Three years before connecting with her future attorney, the late Jeffrey Epstein victim Virginia Giuffre already had been searching for answers.
“When I met her in the summer of 2014 for the first time, she was already beginning to search for answers and express herself, but she didn’t really have any sense of what she was going to be put through, or how long or difficult it was going to be,” prominent attorney David Boies said in a phone interview.
The week of the publication of Giuffre’s posthumously published memoir “Nobody’s Girl,” Boies spoke to All Rise News in a half-hour interview about Giuffre’s journey into advocacy, the retribution she faced from the powerful people she accused, and the ongoing fight for transparency over the Epstein case. Those battles continue after Giuffre’s death.
Days before the interview, Rep.-elect Adelita Grijalva (D-Ariz.) sued over the refusal of House Speaker Mike Johnson (R-La.) to swear her into office, noting that she’s expected to be the deciding signature on a discharge petition to force a vote to release the Epstein files.

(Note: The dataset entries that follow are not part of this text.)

#[cfg(test)]
mod tests {
    use super::*;
    use crate::ports::reply_persister::{NoPersistence, PersistError};
    use async_trait::async_trait;
    use bytes::Bytes;
    use futures::stream;
    use std::sync::{Arc, Mutex};

    #[derive(Default)]
    struct RecordingPersister {
        saved: Mutex<Vec<String>>,
        fail: bool,
    }

    impl RecordingPersister {
        fn failing() -> Self {
            Self {
                fail: true,
                ..Default::default()
            }
        }

        fn saved(&self) -> Vec<String> {
            self.saved.lock().unwrap().clone()
        }
    }

    #[async_trait]
    impl ReplyPersister for RecordingPersister {
        async fn persist(&self, text: &str) -> Result<(), PersistError> {
            self.saved.lock().unwrap().push(text.to_string());
            if self.fail {
                Err(PersistError("store offline".into()))
            } else {
                Ok(())
            }
        }
    }

    fn bytes_stream(chunks: Vec<&[u8]>) -> ByteStream {
        let items: Vec<Result<Bytes, TransportError>> = chunks
            .into_iter()
            .map(|c| Ok(Bytes::copy_from_slice(c)))
            .collect();
        stream::iter(items).boxed()
    }

    fn text_stream(chunks: &[&str]) -> ByteStream {
        bytes_stream(chunks.iter().map(|c| c.as_bytes()).collect())
    }

    fn frame(content: &str) -> String {
        format!(
            "data: {}\n",
            serde_json::json!({"choices": [{"delta": {"content": content}}]})
        )
    }

    async fn run(
        stream: ByteStream,
        persister: &dyn ReplyPersister,
    ) -> (Result<StreamOutcome, StreamError>, Vec<String>) {
        let mut seen = Vec::new();
        let mut subscriber = |text: &str| seen.push(text.to_string());
        let result = StreamConsumer::new()
            .consume(stream, &mut subscriber, persister, &CancellationToken::new())
            .await;
        (result, seen)
    }

    #[tokio::test]
    async fn test_two_fragments_then_done() {
        let persister = RecordingPersister::default();
        let chunks = [frame("Hel"), frame("lo"), "data: [DONE]\n".to_string()];
        let chunks: Vec<&str> = chunks.iter().map(String::as_str).collect();

        let (result, seen) = run(text_stream(&chunks), &persister).await;

        let outcome = result.unwrap();
        assert_eq!(seen, vec!["Hel", "Hello"]);
        assert_eq!(outcome.text, "Hello");
        assert_eq!(outcome.fragments, 2);
        assert_eq!(outcome.phase, StreamPhase::Done);
        assert!(outcome.persisted);
        assert_eq!(persister.saved(), vec!["Hello"]);
    }

    #[tokio::test]
    async fn test_malformed_line_is_skipped() {
        let persister = RecordingPersister::default();
        let body = format!("{}data: not-json\n{}data: [DONE]\n", frame("A"), frame("B"));

        let (result, seen) = run(text_stream(&[&body]), &persister).await;

        assert_eq!(seen, vec!["A", "AB"]);
        assert_eq!(result.unwrap().text, "AB");
        assert_eq!(persister.saved(), vec!["AB"]);
    }

    #[tokio::test]
    async fn test_lines_without_prefix_and_without_content_are_ignored() {
        let persister = RecordingPersister::default();
        let body = format!(
            ": keep-alive\n\nevent: ping\ndata: {{\"choices\":[]}}\ndata: {{\"choices\":[{{\"delta\":{{}}}}]}}\ndata: {{\"choices\":[{{\"delta\":{{\"content\":\"\"}}}}]}}\n{}data: [DONE]\n",
            frame("ok")
        );

        let (result, seen) = run(text_stream(&[&body]), &persister).await;

        assert_eq!(seen, vec!["ok"]);
        assert_eq!(result.unwrap().fragments, 1);
    }

    #[tokio::test]
    async fn test_multibyte_character_split_across_chunks() {
        let persister = RecordingPersister::default();
        let body = format!("{}data: [DONE]\n", frame("caf\u{e9} \u{1f600}"));
        let bytes = body.as_bytes();
        let e_acute = body.find('\u{e9}').unwrap();
        let emoji = body.find('\u{1f600}').unwrap();
        let chunks = vec![
            &bytes[..e_acute + 1],
            &bytes[e_acute + 1..emoji + 2],
            &bytes[emoji + 2..],
        ];

        let (result, seen) = run(bytes_stream(chunks), &persister).await;

        assert_eq!(seen, vec!["caf\u{e9} \u{1f600}"]);
        assert!(!result.unwrap().text.contains('\u{fffd}'));
    }

    #[tokio::test]
    async fn test_line_split_across_chunks() {
        let persister = RecordingPersister::default();
        let body = format!("{}{}data: [DONE]\n", frame("one "), frame("two"));
        let (head, tail) = body.split_at(20);

        let (result, seen) = run(text_stream(&[head, tail]), &persister).await;

        assert_eq!(seen, vec!["one ", "one two"]);
        assert_eq!(result.unwrap().text, "one two");
    }

    #[tokio::test]
    async fn test_emissions_are_monotonic() {
        let persister = RecordingPersister::default();
        let body: String = ["a", "bc", "def", "g"].iter().map(|c| frame(c)).collect();

        let (_, seen) = run(text_stream(&[&body]), &persister).await;

        for pair in seen.windows(2) {
            assert!(pair[1].starts_with(&pair[0]));
            assert!(pair[1].len() > pair[0].len());
        }
        assert_eq!(seen.last().map(String::as_str), Some("abcdefg"));
    }

    #[tokio::test]
    async fn test_frames_after_sentinel_are_ignored() {
        let persister = RecordingPersister::default();
        let body = format!("{}data: [DONE]\n{}", frame("kept"), frame(" dropped"));

        let (result, seen) = run(text_stream(&[&body]), &persister).await;

        assert_eq!(seen, vec!["kept"]);
        assert_eq!(result.unwrap().text, "kept");
    }

    #[tokio::test]
    async fn test_unterminated_last_line_is_processed() {
        let persister = RecordingPersister::default();
        let body = frame("tail");
        let body = body.trim_end_matches('\n');

        let (result, seen) = run(text_stream(&[body]), &persister).await;

        assert_eq!(seen, vec!["tail"]);
        assert_eq!(persister.saved(), vec!["tail"]);
        assert_eq!(result.unwrap().text, "tail");
    }

    #[tokio::test]
    async fn test_empty_stream_is_not_persisted() {
        let persister = RecordingPersister::default();

        let (result, seen) = run(text_stream(&["data: [DONE]\n"]), &persister).await;

        let outcome = result.unwrap();
        assert!(seen.is_empty());
        assert!(outcome.text.is_empty());
        assert!(!outcome.persisted);
        assert!(persister.saved().is_empty());
    }

    #[tokio::test]
    async fn test_persistence_failure_does_not_fail_stream() {
        let persister = RecordingPersister::failing();

        let (result, _) = run(text_stream(&[&frame("hi")]), &persister).await;

        let outcome = result.unwrap();
        assert_eq!(outcome.text, "hi");
        assert!(!outcome.persisted);
        assert_eq!(persister.saved().len(), 1);
    }

    #[tokio::test]
    async fn test_transport_error_after_text_persists_partial() {
        let persister = RecordingPersister::default();
        let first = frame("partial");
        let items: Vec<Result<Bytes, TransportError>> = vec![
            Ok(Bytes::from(first)),
            Err(TransportError::ConnectionReset("peer closed".into())),
            Ok(Bytes::from(frame(" never"))),
        ];

        let (result, seen) = run(stream::iter(items).boxed(), &persister).await;

        assert_eq!(seen, vec!["partial"]);
        match result {
            Err(StreamError::Transport {
                partial, persisted, ..
            }) => {
                assert_eq!(partial, "partial");
                assert!(persisted);
            }
            other => panic!("expected transport error, got {:?}", other),
        }
        assert_eq!(persister.saved(), vec!["partial"]);
    }

    #[tokio::test]
    async fn test_transport_error_without_partial_persistence() {
        let persister = RecordingPersister::default();
        let items: Vec<Result<Bytes, TransportError>> = vec![
            Ok(Bytes::from(frame("partial"))),
            Err(TransportError::Read("eof".into())),
        ];
        let mut subscriber = |_: &str| {};

        let result = StreamConsumer::new()
            .with_persist_partial_on_error(false)
            .consume(
                stream::iter(items).boxed(),
                &mut subscriber,
                &persister,
                &CancellationToken::new(),
            )
            .await;

        let err = result.unwrap_err();
        assert_eq!(err.partial(), "partial");
        assert!(persister.saved().is_empty());
    }

    #[tokio::test]
    async fn test_transport_error_before_any_text() {
        let persister = RecordingPersister::default();
        let items: Vec<Result<Bytes, TransportError>> =
            vec![Err(TransportError::Read("boom".into()))];

        let (result, seen) = run(stream::iter(items).boxed(), &persister).await;

        assert!(seen.is_empty());
        match result.unwrap_err() {
            StreamError::Transport {
                partial, persisted, ..
            } => {
                assert!(partial.is_empty());
                assert!(!persisted);
            }
            other => panic!("expected transport error, got {:?}", other),
        }
        assert!(persister.saved().is_empty());
    }

    #[tokio::test]
    async fn test_cancel_before_start_reads_nothing() {
        let persister = RecordingPersister::default();
        let cancel = CancellationToken::new();
        cancel.cancel();
        let mut seen = Vec::new();
        let mut subscriber = |text: &str| seen.push(text.to_string());

        let result = StreamConsumer::new()
            .consume(text_stream(&[&frame("x")]), &mut subscriber, &persister, &cancel)
            .await;

        assert!(result.unwrap_err().is_cancelled());
        assert!(seen.is_empty());
        assert!(persister.saved().is_empty());
    }

    #[tokio::test]
    async fn test_cancel_mid_stream_skips_persistence() {
        let persister = RecordingPersister::default();
        let cancel = CancellationToken::new();
        let trigger = cancel.clone();
        let first: Result<Bytes, TransportError> = Ok(Bytes::from(frame("Hel")));
        let body = stream::iter(vec![first]).chain(stream::pending()).boxed();
        let mut seen = Vec::new();
        let mut subscriber = |text: &str| {
            seen.push(text.to_string());
            trigger.cancel();
        };

        let result = StreamConsumer::new()
            .consume(body, &mut subscriber, &persister, &cancel)
            .await;

        match result.unwrap_err() {
            StreamError::Cancelled { partial } => assert_eq!(partial, "Hel"),
            other => panic!("expected cancellation, got {:?}", other),
        }
        assert_eq!(seen, vec!["Hel"]);
        assert!(persister.saved().is_empty());
    }

    #[tokio::test]
    async fn test_no_persistence_port() {
        let (result, _) = run(text_stream(&[&frame("x")]), &NoPersistence).await;
        assert!(result.unwrap().persisted);
    }

    /// Frames mixed with lines that must not change the result.
    fn noisy_body() -> String {
        let mut body = String::new();
        body.push_str(": ping\r\n");
        body.push_str(&frame("h\u{e9}llo "));
        body.push_str("data: not-json\n");
        body.push_str("event: x\n\n");
        body.push_str(&frame("w\u{f6}rld \u{1f600}"));
        body.push_str("data: {\"choices\":\"bad\"}\r\n");
        body.push_str(&frame("!"));
        body.push_str("data: [DONE]\n");
        body
    }

    const NOISY_EMISSIONS: [&str; 3] = [
        "h\u{e9}llo ",
        "h\u{e9}llo w\u{f6}rld \u{1f600}",
        "h\u{e9}llo w\u{f6}rld \u{1f600}!",
    ];

    #[tokio::test]
    async fn test_every_two_cut_split_gives_same_result() {
        let body = noisy_body();
        let bytes = body.as_bytes();

        for i in 0..=bytes.len() {
            for j in i..=bytes.len() {
                let persister = RecordingPersister::default();
                let chunks = vec![&bytes[..i], &bytes[i..j], &bytes[j..]];

                let (result, seen) = run(bytes_stream(chunks), &persister).await;

                assert_eq!(seen, NOISY_EMISSIONS, "split at {} and {}", i, j);
                assert_eq!(
                    result.unwrap().text,
                    NOISY_EMISSIONS[2],
                    "split at {} and {}",
                    i,
                    j
                );
                assert_eq!(persister.saved(), vec![NOISY_EMISSIONS[2]]);
            }
        }
    }

    #[tokio::test]
    async fn test_byte_at_a_time_gives_same_result() {
        let body = noisy_body();
        let persister = RecordingPersister::default();
        let chunks: Vec<&[u8]> = body.as_bytes().chunks(1).collect();

        let (result, seen) = run(bytes_stream(chunks), &persister).await;

        assert_eq!(seen, NOISY_EMISSIONS);
        assert_eq!(result.unwrap().fragments, 3);
        assert_eq!(persister.saved(), vec![NOISY_EMISSIONS[2]]);
    }

    #[tokio::test]
    async fn test_invalid_lines_anywhere_do_not_change_result() {
        let frames = [frame("a"), frame("bc"), frame("d")];
        let junk = [
            "data: not-json\n",
            "data: {\"choices\":\"bad\"}\n",
            ": ping\r\n",
            "event: x\n",
            "\n",
            "data: {\"choices\":[]}\n",
        ];

        for slot in 0..=frames.len() {
            for line in junk {
                let mut body = String::new();
                for (k, f) in frames.iter().enumerate() {
                    if k == slot {
                        body.push_str(line);
                    }
                    body.push_str(f);
                }
                if slot == frames.len() {
                    body.push_str(line);
                }
                body.push_str("data: [DONE]\n");
                let persister = RecordingPersister::default();

                let (result, seen) = run(text_stream(&[&body]), &persister).await;

                assert_eq!(seen, vec!["a", "abc", "abcd"], "{:?} at {}", line, slot);
                assert_eq!(result.unwrap().text, "abcd");
            }
        }
    }

    /// Log sink for checking what reaches the console at the default level.
    #[derive(Clone, Default)]
    struct CapturedLog(Arc<Mutex<Vec<u8>>>);

    impl std::io::Write for CapturedLog {
        fn write(&mut self, buf: &[u8]) -> std::io::Result<usize> {
            self.0.lock().unwrap().extend_from_slice(buf);
            Ok(buf.len())
        }

        fn flush(&mut self) -> std::io::Result<()> {
            Ok(())
        }
    }

    impl CapturedLog {
        fn contents(&self) -> String {
            String::from_utf8_lossy(&self.0.lock().unwrap()).into_owned()
        }
    }

    #[tokio::test]
    async fn test_failures_leave_reporting_to_the_caller() {
        let log = CapturedLog::default();
        let writer = log.clone();
        let subscriber = tracing_subscriber::fmt()
            .with_max_level(tracing::Level::WARN)
            .with_ansi(false)
            .with_writer(move || writer.clone())
            .finish();
        let _guard = tracing::subscriber::set_default(subscriber);

        let persister = RecordingPersister::failing();
        let items: Vec<Result<Bytes, TransportError>> = vec![
            Ok(Bytes::from(frame("partial"))),
            Err(TransportError::ConnectionReset("peer closed".into())),
        ];

        let (result, _) = run(stream::iter(items).boxed(), &persister).await;

        match result.unwrap_err() {
            StreamError::Transport { persisted, .. } => assert!(!persisted),
            other => panic!("expected transport error, got {:?}", other),
        }
        assert_eq!(persister.saved(), vec!["partial"]);
        assert_eq!(log.contents(), "");
    }
}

Asked whether it seems Johnson is trying to fight the release, Boies replied: “I can’t think of any other reason.”
“Legal dream team”
“Nobody’s Girl” describes Giuffre’s first meeting with Boies inside his 7th floor office in Midtown Manhattan. Guiffre wrote that she knew Boies was a “big deal” litigator who represented Al Gore in the 2000 presidential election and the National Basketball Players Association in the 2011 NBA lockout. She quotes herself telling him: “I’ve stayed silent for too long, but not anymore. I’m here to help stop Epstein once and for all.”
According to the memoir, Florida-based attorney Brad Edwards arranged the meeting, adding Boies and Sigrid McCawley to what Giuffre described as her “legal dream team” to “begin truly holding my abusers to account.” Boies said that everyone on the team understood what that meant for Giuffre.

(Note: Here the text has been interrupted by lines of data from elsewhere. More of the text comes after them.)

//! Logging infrastructure: structured conversation transcripts.
//!
//! Provides [`JsonlConversationLogger`], a JSONL file writer that implements
//! the [`ConversationLogger`](xylos_application::ConversationLogger) port.

mod jsonl_logger;

pub use jsonl_logger::JsonlConversationLogger;
//! Completion endpoint port
//!
//! Defines the interface for opening a streamed chat completion.

use async_trait::async_trait;
use bytes::Bytes;
use futures::stream::BoxStream;
use thiserror::Error;
use xylos_domain::CompletionRequest;

/// Failure while reading an already-open response body.
#[derive(Error, Debug, Clone, PartialEq, Eq)]
pub enum TransportError {
    #[error("Stream read error: {0}")]
    Read(String),

    #[error("Connection reset: {0}")]
    ConnectionReset(String),
}

/// Failure before any streaming begins.
#[derive(Error, Debug)]
pub enum EndpointError {
    #[error("Connection error: {0}")]
    ConnectionError(String),

    /// Non-2xx status; `message` is the body's `error` field when present.
    #[error("{message}")]
    Rejected { status: u16, message: String },

    #[error("Request failed: {0}")]
    RequestFailed(String),

    #[error("Timeout")]
    Timeout,
}

/// Raw response body, chunked in arrival order.
pub type ByteStream = BoxStream<'static, Result<Bytes, TransportError>>;

/// Endpoint that turns a message history into a streamed assistant reply.
///
/// Implementations (adapters) live in the infrastructure layer.
#[async_trait]
pub trait CompletionEndpoint: Send + Sync {
    /// Send the request and return the response body as a byte stream.
    ///
    /// Errors returned here happen before any partial reply exists.
    async fn open_stream(&self, request: &CompletionRequest) -> Result<ByteStream, EndpointError>;
}
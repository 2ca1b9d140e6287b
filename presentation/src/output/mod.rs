//! Terminal output: formatted listings, streamed replies and image files

pub mod console;
pub mod image;
pub mod stream;
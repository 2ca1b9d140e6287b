//! Authentication domain.

pub mod entities;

“They knew that she would become a key target for Epstein and all of his cohorts, and that, of course, is exactly what happened as soon as she went public,” Boies said.
The team would ultimately take on a long list of powerful people and institutions, including Epstein, Ghislaine Maxwell, Prince Andrew, J.P. Morgan Chase, Deutsche Bank, and other people and entities.

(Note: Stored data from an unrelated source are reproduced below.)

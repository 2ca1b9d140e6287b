//! Generate Image use case.

use crate::ports::image_generator::{ImageError, ImageGenerator};
use std::sync::Arc;
use thiserror::Error;
use tracing::info;
use xylos_domain::{DomainError, GeneratedImage, ImagePrompt};

#[derive(Error, Debug)]
pub enum GenerateImageError {
    #[error(transparent)]
    Domain(#[from] DomainError),

    #[error(transparent)]
    Image(#[from] ImageError),
}

pub struct GenerateImageUseCase {
    generator: Arc<dyn ImageGenerator>,
}

impl GenerateImageUseCase {
    pub fn new(generator: Arc<dyn ImageGenerator>) -> Self {
        Self { generator }
    }

    pub async fn execute(&self, prompt: &str) -> Result<GeneratedImage, GenerateImageError> {
        let prompt = ImagePrompt::new(prompt)?;
        info!("Generating image for prompt: {}", prompt);
        Ok(self.generator.generate(&prompt).await?)
    }
}

#[cfg(test)]
mod tests {
    use super::*;
    use async_trait::async_trait;
    use std::sync::Mutex;

    #[derive(Default)]
    struct FakeGenerator {
        prompts: Mutex<Vec<String>>,
        fail: bool,
    }

    #[async_trait]
    impl ImageGenerator for FakeGenerator {
        async fn generate(&self, prompt: &ImagePrompt) -> Result<GeneratedImage, ImageError> {
            self.prompts.lock().unwrap().push(prompt.as_str().to_string());
            if self.fail {
                return Err(ImageError::NoImage);
            }
            Ok(GeneratedImage {
                image_url: "https://img.example/1.png".into(),
            })
        }
    }

    #[tokio::test]
    async fn test_generates_image() {
        let generator = Arc::new(FakeGenerator::default());
        let use_case = GenerateImageUseCase::new(generator.clone());

        let image = use_case.execute("a red fox").await.unwrap();

        assert_eq!(image.image_url, "https://img.example/1.png");
        assert_eq!(*generator.prompts.lock().unwrap(), vec!["a red fox"]);
    }

    #[tokio::test]
    async fn test_blank_prompt_never_reaches_generator() {
        let generator = Arc::new(FakeGenerator::default());
        let use_case = GenerateImageUseCase::new(generator.clone());

        let err = use_case.execute("  ").await.unwrap_err();

        assert!(matches!(err, GenerateImageError::Domain(DomainError::EmptyPrompt)));
        assert!(generator.prompts.lock().unwrap().is_empty());
    }

    #[tokio::test]
    async fn test_generator_error_is_surfaced() {
        let generator = Arc::new(FakeGenerator {
            fail: true,
            ..Default::default()
        });
        let use_case = GenerateImageUseCase::new(generator);

        let err = use_case.execute("sunset").await.unwrap_err();

        assert_eq!(err.to_string(), "No image returned");
    }
}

“Maxwell, Prince Andrew and his publicity machine, and his lawyers, [Epstein’s lawyers] Roy Black and Alan Dershowitz, all turned their guns on her and the next several years were a constant battle, constant attacks,” Boies said. “I think some of the attacks made her stronger. It certainly convinced her that she was doing the right thing, that this needed to be taken on. But it was also terribly draining and terribly difficult for somebody who was trying to be a young mother as well.”
Boies said that the litigation process helped Giuffre understand what happened to her, including the reason Epstein kept boasting to her and other girls about his connections to wealthy and influential people.
“We talked to lots and lots of victims, and one of the things that we heard over and over again — almost as if it had been a script — was where Epstein would tell the girls about all his powerful friends and point out pictures of him with Trump and Dershowitz and the President of Harvard and people like that,” Boies said.
He said that Giuffre didn’t initially understand the purpose of Epstein’s name-dropping.
“When she heard it said over and over and over again to all these girls, it was clear that was part of a pattern where he was using this consciously and as part of a concerted plan to scare people and intimidate them,” Boies said.
“A right to know what’s not there”
Giuffre’s lawsuits against Epstein and Maxwell played a key role in creating a record that led to their criminal prosecutions.
She also helped in the criminal investigation of Epstein’s alleged accomplice Jean Luc Brunel, a French modeling scout who died in Paris — under similar circumstances to Epstein’s — while awaiting trial on child sex crimes.
Asked about Giuffre’s interviews with the FBI, Boies said that he expects the notes of the conversations to be revelatory if they are released: “The FBI is going to have detailed notes about that. I think that will be something that will be productive for people to see.”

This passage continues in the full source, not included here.